[[ Data records open ]]

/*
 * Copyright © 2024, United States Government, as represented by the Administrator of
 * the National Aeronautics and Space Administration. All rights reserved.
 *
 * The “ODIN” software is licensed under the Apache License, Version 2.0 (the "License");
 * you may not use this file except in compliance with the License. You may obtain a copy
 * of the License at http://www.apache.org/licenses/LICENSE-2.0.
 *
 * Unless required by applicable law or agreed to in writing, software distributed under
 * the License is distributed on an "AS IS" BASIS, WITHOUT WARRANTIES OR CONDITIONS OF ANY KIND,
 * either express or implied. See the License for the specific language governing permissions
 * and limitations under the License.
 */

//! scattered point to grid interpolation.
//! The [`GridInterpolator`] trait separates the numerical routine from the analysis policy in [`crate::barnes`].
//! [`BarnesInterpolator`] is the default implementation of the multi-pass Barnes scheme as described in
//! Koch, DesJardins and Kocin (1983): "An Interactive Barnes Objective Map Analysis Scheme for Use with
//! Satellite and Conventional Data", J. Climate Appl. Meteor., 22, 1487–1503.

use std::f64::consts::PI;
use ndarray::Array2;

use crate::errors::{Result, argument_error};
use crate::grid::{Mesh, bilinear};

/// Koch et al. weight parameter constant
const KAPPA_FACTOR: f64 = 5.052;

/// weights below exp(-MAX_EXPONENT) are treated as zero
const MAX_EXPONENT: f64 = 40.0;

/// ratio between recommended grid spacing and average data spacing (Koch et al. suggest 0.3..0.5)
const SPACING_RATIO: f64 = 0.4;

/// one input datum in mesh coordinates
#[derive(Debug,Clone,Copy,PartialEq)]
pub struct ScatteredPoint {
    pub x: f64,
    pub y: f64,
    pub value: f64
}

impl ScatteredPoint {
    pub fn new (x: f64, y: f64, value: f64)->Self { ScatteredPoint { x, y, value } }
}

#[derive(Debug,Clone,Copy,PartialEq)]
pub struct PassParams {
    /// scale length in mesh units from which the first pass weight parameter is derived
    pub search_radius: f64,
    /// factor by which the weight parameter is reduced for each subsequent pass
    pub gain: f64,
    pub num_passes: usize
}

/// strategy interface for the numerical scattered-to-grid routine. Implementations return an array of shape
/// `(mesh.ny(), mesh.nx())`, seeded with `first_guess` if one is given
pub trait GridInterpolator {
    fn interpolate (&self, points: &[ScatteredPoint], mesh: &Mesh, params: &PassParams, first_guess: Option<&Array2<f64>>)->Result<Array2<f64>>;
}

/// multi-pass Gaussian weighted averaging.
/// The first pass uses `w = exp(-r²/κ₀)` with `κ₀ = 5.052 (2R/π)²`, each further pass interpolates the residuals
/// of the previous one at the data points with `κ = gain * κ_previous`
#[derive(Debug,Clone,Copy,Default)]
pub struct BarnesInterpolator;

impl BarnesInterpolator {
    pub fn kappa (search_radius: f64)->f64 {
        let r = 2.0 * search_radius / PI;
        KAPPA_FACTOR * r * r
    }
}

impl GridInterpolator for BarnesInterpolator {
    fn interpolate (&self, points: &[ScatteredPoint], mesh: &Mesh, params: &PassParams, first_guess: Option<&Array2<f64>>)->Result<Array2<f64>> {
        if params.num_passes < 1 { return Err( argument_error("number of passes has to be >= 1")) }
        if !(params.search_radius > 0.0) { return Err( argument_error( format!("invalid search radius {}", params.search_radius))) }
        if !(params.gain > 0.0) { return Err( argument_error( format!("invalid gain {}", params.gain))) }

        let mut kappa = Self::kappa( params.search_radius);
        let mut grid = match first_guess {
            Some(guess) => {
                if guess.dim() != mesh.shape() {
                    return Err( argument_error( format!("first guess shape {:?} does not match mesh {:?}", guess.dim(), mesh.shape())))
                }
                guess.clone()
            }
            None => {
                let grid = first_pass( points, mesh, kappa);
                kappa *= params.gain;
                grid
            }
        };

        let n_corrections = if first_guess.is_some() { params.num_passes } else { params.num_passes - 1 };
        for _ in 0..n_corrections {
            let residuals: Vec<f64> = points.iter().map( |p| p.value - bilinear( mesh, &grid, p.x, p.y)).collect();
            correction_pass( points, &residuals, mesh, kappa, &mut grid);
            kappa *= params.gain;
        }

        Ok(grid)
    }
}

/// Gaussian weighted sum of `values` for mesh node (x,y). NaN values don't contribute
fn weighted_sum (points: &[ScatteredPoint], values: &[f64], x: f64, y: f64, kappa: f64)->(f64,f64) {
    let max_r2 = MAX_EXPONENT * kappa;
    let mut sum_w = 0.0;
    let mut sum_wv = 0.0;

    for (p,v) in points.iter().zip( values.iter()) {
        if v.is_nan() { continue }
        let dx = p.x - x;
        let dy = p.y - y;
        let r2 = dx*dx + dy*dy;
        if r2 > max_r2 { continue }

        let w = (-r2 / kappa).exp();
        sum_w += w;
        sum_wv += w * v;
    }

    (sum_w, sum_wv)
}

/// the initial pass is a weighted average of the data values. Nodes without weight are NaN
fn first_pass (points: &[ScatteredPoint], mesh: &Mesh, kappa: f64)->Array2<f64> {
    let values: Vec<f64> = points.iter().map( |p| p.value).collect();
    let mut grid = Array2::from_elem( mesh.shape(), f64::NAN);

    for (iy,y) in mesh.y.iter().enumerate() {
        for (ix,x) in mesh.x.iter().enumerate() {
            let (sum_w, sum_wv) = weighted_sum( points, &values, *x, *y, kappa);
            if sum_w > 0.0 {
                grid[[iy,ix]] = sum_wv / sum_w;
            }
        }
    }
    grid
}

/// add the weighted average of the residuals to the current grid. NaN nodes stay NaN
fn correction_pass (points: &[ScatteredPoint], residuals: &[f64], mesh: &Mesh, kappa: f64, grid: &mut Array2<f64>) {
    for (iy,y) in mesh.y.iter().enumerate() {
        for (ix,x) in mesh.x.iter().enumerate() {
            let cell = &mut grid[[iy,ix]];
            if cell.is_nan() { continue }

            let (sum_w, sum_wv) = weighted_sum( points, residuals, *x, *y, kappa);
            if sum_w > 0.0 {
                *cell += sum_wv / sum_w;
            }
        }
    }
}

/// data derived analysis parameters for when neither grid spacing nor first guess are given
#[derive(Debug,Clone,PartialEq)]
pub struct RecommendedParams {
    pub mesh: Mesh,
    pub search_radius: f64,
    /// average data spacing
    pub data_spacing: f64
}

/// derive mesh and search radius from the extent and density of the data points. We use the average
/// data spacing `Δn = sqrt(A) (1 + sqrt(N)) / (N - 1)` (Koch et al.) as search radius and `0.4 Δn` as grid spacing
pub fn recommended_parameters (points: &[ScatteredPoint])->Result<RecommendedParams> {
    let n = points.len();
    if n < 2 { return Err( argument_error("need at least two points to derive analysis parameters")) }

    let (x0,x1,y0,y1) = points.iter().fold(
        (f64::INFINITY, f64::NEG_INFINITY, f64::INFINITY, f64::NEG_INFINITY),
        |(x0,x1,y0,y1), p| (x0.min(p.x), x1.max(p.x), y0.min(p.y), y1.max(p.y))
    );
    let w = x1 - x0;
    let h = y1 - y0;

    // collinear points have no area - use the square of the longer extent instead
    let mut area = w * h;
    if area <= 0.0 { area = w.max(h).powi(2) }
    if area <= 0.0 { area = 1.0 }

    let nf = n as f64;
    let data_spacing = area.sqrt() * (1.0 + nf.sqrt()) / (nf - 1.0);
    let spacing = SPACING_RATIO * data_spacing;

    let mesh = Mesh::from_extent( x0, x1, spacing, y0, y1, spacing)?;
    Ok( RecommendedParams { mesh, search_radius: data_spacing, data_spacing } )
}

[[ Data records closed ]]

■ About this task
Among the entries, copy every line containing the word "multi".

■ Solution for this task
//! [`BarnesInterpolator`] is the default implementation of the multi-pass Barnes scheme as described in
/// multi-pass Gaussian weighted averaging.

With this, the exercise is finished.